Strange Frame - Buy from Amazon or Video on Demand
Strange Frame is a low-budget animated film with an LGBT twist to it. When I got the chance to review it, it sounded so weird I couldn't pass up the opportunity. Will it appeal to its target demographic? Will it have more mainstream appeal? Or is it just too weird for anyone?
The film is set at the end of the 28th century, but our story begins in the 26th century. The Earth is poisoned to the point where humans can no longer live there. Ships are loaded up and the people are sent to the various colonized moons in our solar system to live. These trips are not free and the price is indentured servitude, and not just for a few years, but for a generation or two. However, even this bad deal was made worse and for people like Naia X. and her family, she is born into debt slavery and no matter how hard she works, she and her family will remain in debt slavery for life. This is so certain, that the people are genetically modified to do the work they are born into. Naia's lungs have been tweaked so she can work in the mines longer.
This information is told to us by Parker C. Boyd, who was born on Ganymede. She's part of the middle-caste, which means she was born without genetic modification. However, she quickly grew bored of the middle-caste lifestyle and went to the big city where she could play her music. She also got caught up in the abolitionist movement. Riots were commonplace and in one such battle with the corporate enforcers, Parker gets jumped from behind, only to be saved by Naia. It's love at first sight and the pair can't keep their hands off of each other, even while the riot is still going on.
We next meet Philo D Grenman and Reesa Abi Kiran Ariana Livingston the Third, who run an unregistered garbage hauler. They take whatever job they can find incinerating garbage sent to them while looking for spare parts they can use to build their ship. Among the latest haul is an A.I., which Grenman christens BitSea. Reesa is worried that having an A.I. run the ship will bring more trouble than it's worth, but when Grenman gets an idea in his head, he goes with it.
Naia and Parker, plus Atem and Chat form a band and have a pretty good gig. However, Naia is looking for more. Her family is in debt slavery and she wants to make it big so she can be free. Parker is worried she will get a better gig and leave her behind, but agrees to meet with the record producer, Dorlan Mig. ... A record producer played by Tim Curry? Oh yeah, he's evil. That's not a spoiler, that's one of the constants of the universe, like gravity or strong nuclear force. We're basically told he's evil, because before he meets with Naia and Parker, he gets instruction for his hirer-ups, Tamadamsa, who describes Naia as having Tian Cai. She is the Virtuosa and Mig is to, "Acquire and replicate." I really hope he's talking about cloning, otherwise this is going to be more twisted than I thought it would be.
Naia and Parker go with Mig to the Stratosphere, where the elite hang out. Naia is quickly seduced by the glamor but when Mig asks Parker what she wants and Parker says nothing, Mig has Parker thrown out of the band.
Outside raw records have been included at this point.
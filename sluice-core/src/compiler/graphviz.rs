//! Graphviz rendering of the parse graph (`-G`) and the bound graph
//! (`-Z`). Thread contexts become cluster subgraphs; edges carry
//! `"src_label;port[THREAD]"` labels.

use super::ParseGraph;
use crate::env::Env;
use crate::graph::CompiledGraph;
use std::io::{self, Write};

fn edge_label(filter: &str, port: &str, thread: u16) -> String {
    format!("{filter};{port}[{thread}]")
}

pub fn parse_graph_dot<W: Write>(pg: &ParseGraph, w: &mut W) -> io::Result<()> {
    writeln!(w, "digraph sluice {{")?;
    for t in 0..pg.work_size {
        writeln!(w, "  subgraph cluster_thread{t} {{")?;
        writeln!(w, "    label = \"thread {}\";", pg.user_tids[t as usize])?;
        for (i, proc) in pg.procs.iter().enumerate() {
            if proc.thread.0 == t {
                writeln!(w, "    n{i} [label=\"{}\"];", proc.name)?;
            }
        }
        writeln!(w, "  }}")?;
    }
    for edge in &pg.edges {
        let label = edge_label(
            edge.filter.as_deref().unwrap_or(""),
            edge.port.as_deref().unwrap_or(""),
            pg.procs[edge.dst].thread.0,
        );
        writeln!(w, "  n{} -> n{} [label=\"{label}\"];", edge.src, edge.dst)?;
    }
    writeln!(w, "}}")
}

pub fn compiled_dot<W: Write>(g: &CompiledGraph, env: &Env, w: &mut W) -> io::Result<()> {
    writeln!(w, "digraph sluice {{")?;
    for t in 0..g.work_size {
        writeln!(w, "  subgraph cluster_thread{t} {{")?;
        writeln!(w, "    label = \"thread {}\";", g.user_tids[t as usize])?;
        for node in &g.nodes {
            if node.thread.0 == t {
                writeln!(w, "    n{} [label=\"{}\"];", node.id.0, node.handle)?;
            }
        }
        writeln!(w, "  }}")?;
    }
    for node in &g.nodes {
        for edge in &node.edges {
            let filter = edge.filter.map(|l| env.labels.name(l)).unwrap_or("");
            let port = edge.port.map(|l| env.labels.name(l)).unwrap_or("");
            let label = edge_label(filter, port, g.nodes[edge.dst.index()].thread.0);
            let style = if edge.crossing { ", style=dashed" } else { "" };
            writeln!(
                w,
                "  n{} -> n{} [label=\"{label}\"{style}];",
                node.id.0, edge.dst.0
            )?;
        }
    }
    writeln!(w, "}}")
}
This hits Parker hard, understandably so, but one day she runs into Grenman. They talk and share stories of loss and when Parker nearly gets busted for vagrancy, Grenman offers her to ride on his ship. At least she can get away from her true love. Being on the same moon as Naia, but not being able to be with her is too much. However, it isn't long before Parker is willing to risk everything to get Naia back.
On the one hand, the basic plot of the movie is not unique. It's about an artist who is looking for their big break, but when they get it realizing the price of fame is too high. This is not the first time this story has been used in a movie. Hell, this is not the first trippy animated film with this same basic plot (Rock'n'Rule immediately springs to mind). There are also lot elements in the movie that seem borrowed, not in the sense that they are plagiarized, but homages to what has come before. Blade Runner is the most obvious of these, but I swear I saw someone do a Crazy Ivan from Firefly. Maybe it is my nerdom messing with my mind. On the other hand, the end result is really unique and the film comes together in a way that draws you in. The writing is very good and the cast is amazing. There are a number of excellent voice actors here who have some significant name recognition for live action work who are basically in the movie as just cameos. Michael Dorn's character didn't even have a name, but he was in a very funny scene. The music is also excellent, but it is the visuals that really make the film stand out.
One could call Strange Frame the best animated motion comic, except that it is not a comic. It is also not a traditionally animated film either. The elements are hand-painted and then like motion comics, brought to life with animation and special effects done on computer. There are some pure CGI scenes and lots of CGI special effects, but the combination of the hand-painted, computer assisted animation and CGI results in a very unique look. This will draw in a lot of people, even if they are not drawn in by the story. Personally, I was fascinated with both.
Extras begin with five minutes of deleted scenes. There are two featurettes, the first runs six minutes of behind-the-scenes with the cast recording their lines. Finally, there's a seven-minute interview with Claudia Black.
Strange Frame is absolutely worth checking out. The DVD isn't loaded with extras, but there's enough replay value here that it is worth buying over just renting.